Article : Use of imaging tests after primary treatment of thyroid cancer in the United States: population based retrospective cohort study evaluating death and recurrence

Mousumi Banerjee, research professor of biostatistics1 2, Jaime L Wiebel, endocrinologist3, Cui Guo, graduate student research assistant1, Brittany Gay, project manager4, Megan R Haymart, assistant professor of medicine


Objective To determine whether the use of imaging tests after primary treatment of differentiated thyroid cancer is associated with more treatment for recurrence and fewer deaths from the disease.

Design Population based retrospective cohort study.

Setting Surveillance Epidemiology and End Results-Medicare database in the United States.

Participants 28 220 patients diagnosed with differentiated thyroid cancer between 1998 and 2011. The study cohort was followed up to 2013, with a median follow-up of 69 months.

Main outcome measures Treatment for recurrence of differentiated thyroid cancer (additional neck surgery, additional radioactive iodine treatment, or radiotherapy), and deaths due to differentiated thyroid cancer. We conducted propensity score analyses to assess the relation between imaging (neck ultrasound, radioiodine scanning, or positron emission tomography (PET) scanning) and treatment for recurrence (logistic model) and death (Cox proportional hazards model).

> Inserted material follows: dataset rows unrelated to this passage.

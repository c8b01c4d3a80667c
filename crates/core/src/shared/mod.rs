pub mod config;
pub mod constants;
pub mod detection;
pub mod frame;
pub mod video_metadata;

Results From 1998 until 2011, we saw an increase in incident cancer (rate ratio 1.05, 95% confidence interval 1.05 to 1.06), imaging (1.13, 1.12 to 1.13), and treatment for recurrence (1.01, 1.01 to 1.02); the change in death rate was not significant. In multivariable analysis, use of neck ultrasounds increased the likelihood of additional surgery (odds ratio 2.30, 95% confidence interval 2.05 to 2.58) and additional radioactive iodine treatment (1.45, 1.26 to 1.69). Radioiodine scans were associated with additional surgery (odds ratio 3.39, 95% confidence interval 3.06 to 3.76), additional radioactive iodine treatment (17.83, 14.49 to 22.16), and radiotherapy (1.89, 1.71 to 2.10). Use of PET scans was associated with additional surgery (odds ratio 2.31, 95% confidence interval 2.09 to 2.55), additional radioactive iodine treatment (2.13, 1.89 to 2.40), and radiotherapy (4.98, 4.52 to 5.49). Use of neck ultrasounds or PET scans did not significantly affect disease specific survival (hazard ratio 1.14, 95% confidence interval 0.98 to 1.27, and 0.91, 0.77 to 1.07, respectively). However, radioiodine scans were associated with an improved disease specific survival (hazard ratio 0.70, 95% confidence interval 0.60 to 0.82).

Conclusions The marked rise in use of imaging tests after primary treatment of differentiated thyroid cancer has been associated with an increased treatment for recurrence. However, with the exception of radioiodine scans in presumed iodine avid disease, this association has shown no clear improvement in disease specific survival. These findings emphasize the importance of curbing unnecessary imaging and tailoring imaging after primary treatment to patient risk.